Hi👋,I am Jue Wang, an MS student at Southern University of Science and Technology and Shenzhen Institute of Advanced Technology (SIAT), CAS .

🔥🔥🔥I am looking for a Ph.D. position.Here is my CV.If you would like to discuss potential opportunities or learn more about my qualifications, please feel free to contact me jue.wang.info@gmail.com.

My research interest mainly includes:

  • Multi-modal LLM: LLM Reasoning, LLM Application.
  • Diffusion model: High Quality and Stable Image Generation.
  • Nerf/3D GS: 3D Scene Reconstruction.
  • Multispectral Detection: Multispectral/Hyperspectral Imaging and Detection.

📖 Educations

  • 2022.08 - now, Southern University of Science and Technology, Master in Electronic and Information Engineering.
  • 2018.08 - 2022.06, Northeastern University, Bachelor in Information and Computing Science.

🔥 News

  • 2024.07: Our paper about invisible gas detection is accepted by CVIU (JCR Q1, CCF rank B). 🎉.
  • 2024.06: We propose a new task and benchmark about understanding emotional triggers. Checkout the EmCoBench.
  • 2024.03: We published a paper about RGB-T gas detection. Checkout the Invisable Gas Detection.

📝 Publications

Working in Progress: CVIU (1: Accepted); AAAI (2: Under Review);

Arxiv
flexedit

FlexEdit: Marrying Free-Shape Masks to VLLM for Flexible Image Editing

Jue Wang*, Yuxiang Lin*, Tianshuo Yuan, Zhi-Qi Cheng, Xiaolong Wang, Jiao GH, Wei Chen, Xiaojiang Peng (* denotes equal contribution)

Arxiv | [Paper]

  • We propose FlexEdit, an end-to-end image editing method that combines free-shape masks and language instructions, overcoming the limitations of traditional methods that require precise mask drawing.
  • We introduce the Mask Enhanced Adapter (MEA) structure that seamlessly enhance the mask embedding of the Vision Large Language Model (VLLM) with image data, enhancing the model’s ability to understand and execute complex editing tasks.
  • We create the Free Shape Mask Instruction Edit (FSIM-Edit) benchmark, which includes a comprehensive dataset with diverse scenarios and editing instructions, to rigorously evaluate the performance of image editing models under free-shape mask conditions.
CVIU
gas

Invisible Gas Detection: An RGB-Thermal Cross Attention Network and A New Benchmark

Jue Wang*, Yuxiang Lin*, Qi Zhao, Dong Luo, Shuaibao Chen, Wei Chen, Xiaojiang Peng (* denotes equal contribution)

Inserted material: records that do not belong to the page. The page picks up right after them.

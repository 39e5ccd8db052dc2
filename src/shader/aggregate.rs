/// Multi-sample aggregation: one pixel's ray samples become one
/// [`ShaderInfo`].
///
/// Samples vote for their palette index with an effective influence
/// derived from recovery suppression, detail boost and depth accuracy;
/// the index with the highest accumulated vote becomes the pixel's modal
/// index. Colour accumulates under both palette colouring rules so the
/// ditherer can later pick the accumulator matching the modal's range.

use crate::colour::grey;
use crate::manifest::Definition;
use crate::raycast::RaySample;

use super::ShaderInfo;

pub(crate) fn shade_pixel(samples: &[RaySample], def: &Definition, prev_index: u8) -> ShaderInfo {
    let mut output = ShaderInfo::default();
    let mut total_influence = 0.0;
    let mut filled_influence = 0.0;
    let mut filled_samples: i64 = 0;
    let mut total_samples: i64 = 0;
    let mut values = [0.0f64; 256];
    let accuracy = def.manifest.accuracy.max(1) as f64;
    let hard_edge_threshold = (def.manifest.hard_edge_threshold * 100.0) as i64;

    let mut min_depth = i32::MAX;
    for s in samples {
        if s.collision && s.depth < min_depth {
            min_depth = s.depth;
        }
    }

    for s in samples {
        let mut influence = s.influence;

        if s.is_recovered {
            influence *= 1.0 - def.manifest.recovered_voxel_suppression;
        }

        // Samples representing fine detail can be boosted to make them
        // more likely to survive aggregation.
        if def.manifest.detail_boost != 0.0 {
            influence *= 1.0 + s.detail * def.manifest.detail_boost;
        }

        // Samples behind the closest hit count for less.
        if s.depth != min_depth {
            influence /= accuracy;
        }

        total_influence += influence;

        if s.collision && def.palette.is_renderable(s.index) {
            filled_influence += influence;
            filled_samples += s.count as i64;

            output.colour += def.palette.sample_colour(s, true, influence);
            output.special_colour += def.palette.sample_colour(s, false, influence);

            if def.palette.is_special_colour(s.index) {
                output.specialness += influence;
                values[s.index as usize] += 1.0;
            }

            if s.index != 0 {
                values[s.index as usize] += influence;
            }

            if def.debug {
                for _ in 0..s.count {
                    output.normal += s.normal_rgb();
                    output.averaged_normal += s.averaged_normal_rgb();
                    output.depth += s.depth_rgb();
                    output.occlusion += s.occlusion_rgb();
                    output.shadowing += s.shadow_rgb();
                    output.lighting += s.lighting_rgb();
                    output.detail += s.detail_rgb();
                }
            }
        }

        total_samples += s.count as i64;
    }

    let mut max = 0.0;
    let mut runner_up = 0.0;
    let mut alternate_modal = 0u8;
    for (k, &v) in values.iter().enumerate() {
        if v > max {
            runner_up = max;
            alternate_modal = output.modal_index;
            output.modal_index = k as u8;
            max = v;
        } else if v > runner_up {
            runner_up = v;
            alternate_modal = k as u8;
        }
    }

    // Anti-banding: when this pixel would repeat its left neighbour's
    // modal and the runner-up sits in the same range, take the runner-up.
    if output.modal_index == prev_index
        && alternate_modal != 0
        && def.palette.range_id(output.modal_index) == def.palette.range_id(alternate_modal)
    {
        output.modal_index = alternate_modal;
    }

    // Fewer than hard-edge-threshold collisions: transparent pixel.
    if total_samples == 0 || filled_samples * 100 / total_samples <= hard_edge_threshold {
        return ShaderInfo::default();
    }

    output.alpha = 1.0;
    let mut divisor = filled_influence;

    // Softened edges fade partially-covered pixels to transparent;
    // otherwise objects stay hard-edged, which aliases more but reads
    // better at small sizes.
    if def.soften_edges() {
        output.alpha = if total_influence > 0.0 {
            filled_influence / total_influence
        } else {
            0.0
        };
    }

    if def.manifest.fade_to_black {
        divisor = total_influence;
    }

    output.colour.divide_and_clamp(divisor);
    output.special_colour.divide_and_clamp(divisor);

    output.specialness = if divisor != 0.0 {
        output.specialness / divisor
    } else {
        0.0
    };

    if def.debug {
        let debug_divisor = filled_samples as f64;
        output.normal.divide_and_clamp(debug_divisor);
        output.averaged_normal.divide_and_clamp(debug_divisor);
        output.depth.divide_and_clamp(debug_divisor);
        output.occlusion.divide_and_clamp(debug_divisor);
        output.shadowing.divide_and_clamp(debug_divisor);
        output.lighting.divide_and_clamp(debug_divisor);
        output.detail.divide_and_clamp(debug_divisor);
        output.transparency = grey(filled_samples as f64 / total_samples as f64);
    }

    output
}
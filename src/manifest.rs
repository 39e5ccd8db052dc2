/// Render definition and manifest tunables.
///
/// A [`Definition`] bundles everything one shading run needs besides the
/// ray samples: the palette, the global scale, the debug switch and the
/// [`Manifest`] of aggregation/dithering tunables. All fields deserialize
/// from JSON with usable defaults so a document only has to state what it
/// overrides.

use serde::Deserialize;

use crate::palette::Palette;

/// Aggregation and dithering tunables for one render job.
#[derive(Clone, Copy, Debug, Deserialize)]
#[serde(default)]
pub struct Manifest {
    /// Influence divisor applied to samples that are not at the closest
    /// collision depth of their pixel. Clamped to at least 1 in use.
    pub accuracy: i32,
    /// Alpha below which a dithered pixel is emitted as transparent.
    pub edge_threshold: f64,
    /// 0..=1 fraction of filled samples a pixel needs to be kept at all.
    pub hard_edge_threshold: f64,
    /// 0..=1 influence reduction for hole-recovered voxels.
    pub recovered_voxel_suppression: f64,
    /// Multiplier for the per-sample detail term; 0 disables the boost.
    pub detail_boost: f64,
    /// Average over all influence instead of filled influence, darkening
    /// partially-covered pixels toward black.
    pub fade_to_black: bool,
    /// Fade partially-covered pixels to transparent instead of keeping
    /// hard edges.
    pub soften_edges: bool,
}

impl Default for Manifest {
    fn default() -> Self {
        Self {
            accuracy: 2,
            edge_threshold: 0.5,
            hard_edge_threshold: 0.0,
            recovered_voxel_suppression: 0.0,
            detail_boost: 0.0,
            fade_to_black: false,
            soften_edges: false,
        }
    }
}

/// Everything a shading run is configured by.
#[derive(Clone, Debug, Default, Deserialize)]
#[serde(default)]
pub struct Definition {
    pub palette: Palette,
    pub scale: f64,
    pub debug: bool,
    pub manifest: Manifest,
}

impl Definition {
    /// Parse a definition from its JSON document form.
    pub fn from_json(json: &str) -> Result<Self, String> {
        serde_json::from_str(json).map_err(|e| format!("definition JSON: {}", e))
    }

    #[inline]
    pub fn soften_edges(&self) -> bool {
        self.manifest.soften_edges
    }
}

/// Placement of one sprite within the render grid, in pre-scale units.
#[derive(Clone, Copy, Debug, Default, Deserialize)]
#[serde(default)]
pub struct Sprite {
    pub offset_x: f64,
    pub offset_y: f64,
}
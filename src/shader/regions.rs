/// Region segmentation and per-region contrast stretching.
///
/// A region is a 4-connected set of pixels whose modal indices belong to
/// the same palette range by id. After the first dithering pass each
/// region knows the span of indices it actually used; the stretch then
/// rewrites pixel colours away from the region average so the second
/// pass can reach up to three indices beyond that span, inside the
/// range.

use std::collections::BTreeMap;

use crate::colour::Rgb;
use crate::palette::{Palette, RangeId};

use super::{ShaderInfo, ShaderOutput};

/// Contrast stretch factors for one region, derived from how far the
/// expanded index span sits from the used span, relative to the region
/// average.
#[derive(Clone, Copy, Debug, Default)]
pub(crate) struct ColourDistance {
    pub low: f64,
    pub high: f64,
}

impl ColourDistance {
    /// Pull `c` toward `midpoint` by `low` when it sits below the
    /// midpoint, push it past by `high` otherwise.
    pub(crate) fn multiply_colours(&self, midpoint: Rgb, c: Rgb) -> Rgb {
        if c.component_sum() < midpoint.component_sum() {
            Rgb::new(
                midpoint.r - (midpoint.r - c.r) * self.low,
                midpoint.g - (midpoint.g - c.g) * self.low,
                midpoint.b - (midpoint.b - c.b) * self.low,
            )
            .clamp()
        } else {
            Rgb::new(
                midpoint.r + (c.r - midpoint.r) * self.high,
                midpoint.g + (c.g - midpoint.g) * self.high,
                midpoint.b + (c.b - midpoint.b) * self.high,
            )
            .clamp()
        }
    }
}

/// Statistics gathered for one region during the first dithering pass.
#[derive(Clone, Debug, Default)]
pub(crate) struct RegionInfo {
    pub range: Option<RangeId>,
    pub modal_count: BTreeMap<u8, u32>,
    pub average_colour: Rgb,
    pub distance: ColourDistance,
    pub min_index: u8,
    pub max_index: u8,
    pub size: u32,
    pub size_in_range: u32,
}

impl RegionInfo {
    fn new(range: Option<RangeId>) -> Self {
        Self {
            range,
            ..Self::default()
        }
    }

    /// Fold one dithered pixel into the region statistics.
    pub(crate) fn record(&mut self, dithered: u8, cell: &ShaderInfo, palette: &Palette) {
        self.size += 1;

        if dithered != 0 && palette.range_id(dithered) == self.range {
            self.size_in_range += 1;

            let col = if palette.is_special_colour(cell.modal_index) {
                cell.special_colour
            } else {
                cell.colour
            };

            // Running mean over the in-range pixels' pre-dither colour
            let n = self.size_in_range as f64;
            self.average_colour = Rgb::new(
                (self.average_colour.r * (n - 1.0) + col.r) / n,
                (self.average_colour.g * (n - 1.0) + col.g) / n,
                (self.average_colour.b * (n - 1.0) + col.b) / n,
            );

            if dithered < self.min_index || self.min_index == 0 {
                self.min_index = dithered;
            }
            if dithered > self.max_index || self.max_index == 0 {
                self.max_index = dithered;
            }

            *self.modal_count.entry(dithered).or_insert(0) += 1;
        }
    }

    /// Derive the stretch factors from the used index span, expanded by
    /// up to three steps toward each range bound.
    pub(crate) fn compute_distance(&mut self, palette: &Palette) {
        if self.size <= 1 {
            return;
        }

        let range = self
            .range
            .map(|id| palette.range(id))
            .unwrap_or_default();

        let mut low_index = self.min_index;
        let mut high_index = self.max_index;

        if range.start < self.min_index {
            low_index = if self.min_index - range.start > 3 {
                self.min_index - 3
            } else {
                range.start
            };
        }

        if range.end > self.max_index {
            high_index = if range.end - self.max_index > 3 {
                self.max_index + 3
            } else {
                range.end
            };
        }

        let min_colour = palette.colour(self.min_index);
        let max_colour = palette.colour(self.max_index);
        let low_colour = palette.colour(low_index);
        let high_colour = palette.colour(high_index);

        self.distance = ColourDistance {
            low: stretch_factor(self.average_colour, low_colour, min_colour),
            high: stretch_factor(self.average_colour, high_colour, max_colour),
        };
    }
}

/// Mean over channels of `(avg - target) / (avg - extreme)`. Channels
/// whose denominator is zero are left out of the mean; if all three are
/// degenerate the factor is zero.
fn stretch_factor(avg: Rgb, target: Rgb, extreme: Rgb) -> f64 {
    let mut sum = 0.0;
    let mut channels = 0;

    for c in 0..3 {
        let denominator = avg[c] - extreme[c];
        if denominator != 0.0 {
            sum += (avg[c] - target[c]) / denominator;
            channels += 1;
        }
    }

    if channels == 0 {
        0.0
    } else {
        sum / channels as f64
    }
}

/// Assign a region id to every shaded pixel, flood-filling 4-connected
/// same-range neighbours. Returns the region table keyed by id.
pub(crate) fn assign_regions(
    output: &mut ShaderOutput,
    palette: &Palette,
) -> BTreeMap<u32, RegionInfo> {
    let mut regions = BTreeMap::new();
    let mut current: u32 = 1;

    for x in 0..output.width() {
        for y in 0..output.height() {
            // Transparent pixels get no region; claimed pixels keep theirs
            if output.at(x, y).modal_index == 0 || output.at(x, y).region != 0 {
                continue;
            }

            let seed_range = palette.range_id(output.at(x, y).modal_index);
            flood_fill(output, current, x, y, palette, seed_range);

            regions.insert(current, RegionInfo::new(seed_range));
            current += 1;
        }
    }

    regions
}

/// Work-list flood fill; recursion would overflow on large connected
/// components.
fn flood_fill(
    output: &mut ShaderOutput,
    region: u32,
    x: usize,
    y: usize,
    palette: &Palette,
    range: Option<RangeId>,
) {
    let mut stack = vec![(x, y)];

    while let Some((x, y)) = stack.pop() {
        let cell = output.at(x, y);

        if cell.modal_index == 0
            || cell.region == region
            || palette.range_id(cell.modal_index) != range
        {
            continue;
        }

        output.at_mut(x, y).region = region;

        if x > 0 {
            stack.push((x - 1, y));
        }
        if y > 0 {
            stack.push((x, y - 1));
        }
        if x < output.width() - 1 {
            stack.push((x + 1, y));
        }
        if y < output.height() - 1 {
            stack.push((x, y + 1));
        }
    }
}
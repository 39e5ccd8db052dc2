/// Ray-cast sample interface consumed by the shading pipeline.
///
/// The ray caster is an external collaborator: it walks the voxel model
/// and produces, for every output pixel, the list of samples whose rays
/// passed through that pixel. This module defines the shape of that data
/// plus the per-sample projections used by the debug channels.

use crate::colour::{grey, Rgb};

/// One ray sample: whether the ray hit, what it hit, and how much that
/// hit should count at this pixel.
#[derive(Clone, Copy, Debug)]
pub struct RaySample {
    /// Ray intersected a voxel.
    pub collision: bool,
    /// Palette index of the voxel hit (0 when no collision).
    pub index: u8,
    /// Integer depth of the hit along the ray.
    pub depth: i32,
    /// Contribution weight of this sample at the pixel.
    pub influence: f64,
    /// Number of coincident rays this sample stands for.
    pub count: i32,
    /// Voxel was reconstructed by hole recovery rather than sampled
    /// directly; such samples can be suppressed via the manifest.
    pub is_recovered: bool,
    /// 0..=1 estimate of how much fine detail the voxel represents.
    pub detail: f64,
    /// Surface normal at the hit, each component in -1..=1.
    pub normal: [f64; 3],
    /// Neighbourhood-averaged surface normal.
    pub averaged_normal: [f64; 3],
    /// 0..=1 ambient occlusion term.
    pub occlusion: f64,
    /// -1..=1 directional light term; negative values darken.
    pub lighting: f64,
    /// 0..=1 shadow coverage.
    pub shadowing: f64,
}

impl Default for RaySample {
    fn default() -> Self {
        Self {
            collision: false,
            index: 0,
            depth: 0,
            influence: 1.0,
            count: 1,
            is_recovered: false,
            detail: 0.0,
            normal: [0.0; 3],
            averaged_normal: [0.0; 3],
            occlusion: 0.0,
            lighting: 0.0,
            shadowing: 0.0,
        }
    }
}

/// Samples collected for one output pixel.
pub type RenderInfo = Vec<RaySample>;

/// Full per-pixel sample grid, indexed `[x][y]`.
pub type RenderOutput = Vec<Vec<RenderInfo>>;

#[inline]
fn normal_to_rgb(n: [f64; 3]) -> Rgb {
    // Map each -1..=1 component onto the colour range
    Rgb::new(
        (n[0] + 1.0) * 0.5 * crate::colour::COMPONENT_MAX,
        (n[1] + 1.0) * 0.5 * crate::colour::COMPONENT_MAX,
        (n[2] + 1.0) * 0.5 * crate::colour::COMPONENT_MAX,
    )
}

impl RaySample {
    #[inline]
    pub fn normal_rgb(&self) -> Rgb {
        normal_to_rgb(self.normal)
    }

    #[inline]
    pub fn averaged_normal_rgb(&self) -> Rgb {
        normal_to_rgb(self.averaged_normal)
    }

    /// Depth as a grey ramp; depths beyond 255 saturate to white.
    #[inline]
    pub fn depth_rgb(&self) -> Rgb {
        grey(self.depth.max(0) as f64 / 255.0)
    }

    #[inline]
    pub fn occlusion_rgb(&self) -> Rgb {
        grey(self.occlusion)
    }

    /// Lighting remapped from -1..=1 onto the grey ramp.
    #[inline]
    pub fn lighting_rgb(&self) -> Rgb {
        grey((self.lighting + 1.0) * 0.5)
    }

    #[inline]
    pub fn shadow_rgb(&self) -> Rgb {
        grey(self.shadowing)
    }

    #[inline]
    pub fn detail_rgb(&self) -> Rgb {
        grey(self.detail)
    }
}
/// Palette table, range metadata, and the colouring rules the pipeline
/// asks of them.
///
/// Ranges live in a palette-owned table and entries refer to them by
/// [`RangeId`]. Two ranges are the same range only when their ids are
/// equal; distinct table rows with identical bounds stay distinct. Region
/// segmentation depends on this identity semantics.
///
/// The three palette subset views (regular, primary company colour,
/// secondary company colour) are dense 256-slot colour arrays in which
/// excluded slots hold the magenta sentinel the best-index matcher
/// refuses to pick.

use serde::Deserialize;

use crate::colour::{Rgb, COMPONENT_MAX};
use crate::raycast::RaySample;

/// Sentinel colour for palette slots that must never be matched.
pub const MASK_SENTINEL: Rgb = Rgb::new(COMPONENT_MAX, 0.0, COMPONENT_MAX);

/// Handle into a palette's range table. Identity, not bounds, decides
/// range equality.
#[derive(Clone, Copy, Debug, PartialEq, Eq, Hash, Deserialize)]
#[serde(transparent)]
pub struct RangeId(pub usize);

/// A contiguous run of palette indices sharing display semantics.
/// `start` and `end` are inclusive palette indices.
#[derive(Clone, Copy, Debug, Default, Deserialize)]
#[serde(default)]
pub struct PaletteRange {
    pub start: u8,
    pub end: u8,
    pub is_primary_company_colour: bool,
    pub is_secondary_company_colour: bool,
    pub is_animated_light: bool,
}

impl PaletteRange {
    /// A range flagged for any special handling: company colour remap
    /// or palette animation.
    #[inline]
    pub fn is_special(&self) -> bool {
        self.is_primary_company_colour || self.is_secondary_company_colour || self.is_animated_light
    }
}

/// One palette slot: a colour and the range it belongs to, if any.
#[derive(Clone, Copy, Debug, Deserialize)]
pub struct PaletteEntry {
    pub colour: Rgb,
    #[serde(default)]
    pub range: Option<RangeId>,
}

/// Palette of up to 256 entries. Index 0 is the transparent slot.
#[derive(Clone, Debug, Default, Deserialize)]
#[serde(try_from = "PaletteDoc")]
pub struct Palette {
    entries: Vec<PaletteEntry>,
    ranges: Vec<PaletteRange>,
}

/// Raw JSON shape of a palette document, validated into [`Palette`].
#[derive(Deserialize)]
struct PaletteDoc {
    #[serde(default)]
    entries: Vec<PaletteEntry>,
    #[serde(default)]
    ranges: Vec<PaletteRange>,
}

impl TryFrom<PaletteDoc> for Palette {
    type Error = String;

    fn try_from(doc: PaletteDoc) -> Result<Self, String> {
        Palette::new(doc.entries, doc.ranges)
    }
}

impl Palette {
    /// Build a palette from an entry list and its range table.
    ///
    /// Fails when more than 256 entries are supplied or an entry refers
    /// to a range the table does not contain.
    pub fn new(entries: Vec<PaletteEntry>, ranges: Vec<PaletteRange>) -> Result<Self, String> {
        if entries.len() > 256 {
            return Err(format!(
                "palette has {} entries, the limit is 256",
                entries.len()
            ));
        }
        for (i, entry) in entries.iter().enumerate() {
            if let Some(RangeId(id)) = entry.range {
                if id >= ranges.len() {
                    return Err(format!(
                        "palette entry {} refers to range {} but only {} ranges exist",
                        i,
                        id,
                        ranges.len()
                    ));
                }
            }
        }
        Ok(Self { entries, ranges })
    }

    /// Parse a palette from its JSON document form.
    pub fn from_json(json: &str) -> Result<Self, String> {
        serde_json::from_str(json).map_err(|e| format!("palette JSON: {}", e))
    }

    /// Number of populated palette slots.
    #[inline]
    pub fn len(&self) -> usize {
        self.entries.len()
    }

    #[inline]
    pub fn is_empty(&self) -> bool {
        self.entries.is_empty()
    }

    /// Colour of a palette slot; unpopulated slots read as black.
    #[inline]
    pub fn colour(&self, index: u8) -> Rgb {
        self.entries
            .get(index as usize)
            .map(|e| e.colour)
            .unwrap_or_default()
    }

    /// Range handle of a palette slot, if the slot belongs to one.
    #[inline]
    pub fn range_id(&self, index: u8) -> Option<RangeId> {
        self.entries.get(index as usize).and_then(|e| e.range)
    }

    /// Range metadata of a palette slot. Slots without a range read as
    /// the empty range with all flags false.
    #[inline]
    pub fn range_flags(&self, index: u8) -> PaletteRange {
        self.range_id(index)
            .map(|RangeId(id)| self.ranges[id])
            .unwrap_or_default()
    }

    /// Range metadata by handle.
    #[inline]
    pub fn range(&self, id: RangeId) -> PaletteRange {
        self.ranges[id.0]
    }

    /// A slot the ray caster may legitimately put on screen: populated
    /// and not the transparent slot.
    #[inline]
    pub fn is_renderable(&self, index: u8) -> bool {
        index != 0 && (index as usize) < self.entries.len()
    }

    /// A slot in a company-colour or animated range.
    #[inline]
    pub fn is_special_colour(&self, index: u8) -> bool {
        self.range_flags(index).is_special()
    }

    /// Colour contribution of one ray sample, weighted by its effective
    /// influence.
    ///
    /// The regular rule (`resolve_specials = true`) applies the sample's
    /// lighting as a brightness scale on the entry colour. The special
    /// rule returns the unlit entry colour so company-colour ramps keep
    /// their raw ramp values for subset dithering.
    #[inline]
    pub fn sample_colour(&self, sample: &RaySample, resolve_specials: bool, influence: f64) -> Rgb {
        let base = self.colour(sample.index);
        if resolve_specials {
            (base * (1.0 + sample.lighting)).clamp() * influence
        } else {
            base * influence
        }
    }

    fn subset<F>(&self, include: F) -> Vec<Rgb>
    where
        F: Fn(u8) -> bool,
    {
        (0..=255u8)
            .map(|i| {
                if self.is_renderable(i) && include(i) {
                    self.colour(i)
                } else {
                    MASK_SENTINEL
                }
            })
            .collect()
    }

    /// All renderable colours, special ranges included. A regular pixel
    /// dithered onto a special index is what raises its mask flag.
    pub fn regular_palette(&self) -> Vec<Rgb> {
        self.subset(|_| true)
    }

    /// Only the primary company-colour ramp.
    pub fn primary_company_colour_palette(&self) -> Vec<Rgb> {
        self.subset(|i| self.range_flags(i).is_primary_company_colour)
    }

    /// Only the secondary company-colour ramp.
    pub fn secondary_company_colour_palette(&self) -> Vec<Rgb> {
        self.subset(|i| self.range_flags(i).is_secondary_company_colour)
    }
}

CVIU(JCR Q1, CCF-B) | [Paper][Code]

  • We design the RGB-Thermal Cross Attention Network for invisible gas detection, by effectively integrating texture information from RGB images and gas information from thermal images.
  • We propose the RGB-assisted Cross Attention Module and the Global Textual Attention Module for cross modality feature fusion and diverse contextual information extraction.
  • We introduce Gas-DB, the first comprehensive open-source gas detection database, including approximately 1.3K well-annotated RGB-thermal images for gas detection algorithms.

💻 Experience

  • 2023.12 - now, Research Intern, MIPS-Lab.
  • 2023.06 - 2023.07, Teaching Assistant, OpenMMLab

🎖 Honors and Awards

  • 2024.01 Outstanding Graduate Student of Southern University of Science and Technology for the Academic Year 2022-2023.
  • 2023.03 Winner Award in the 18th “Challenge Cup” SUSTech Inramural Competition.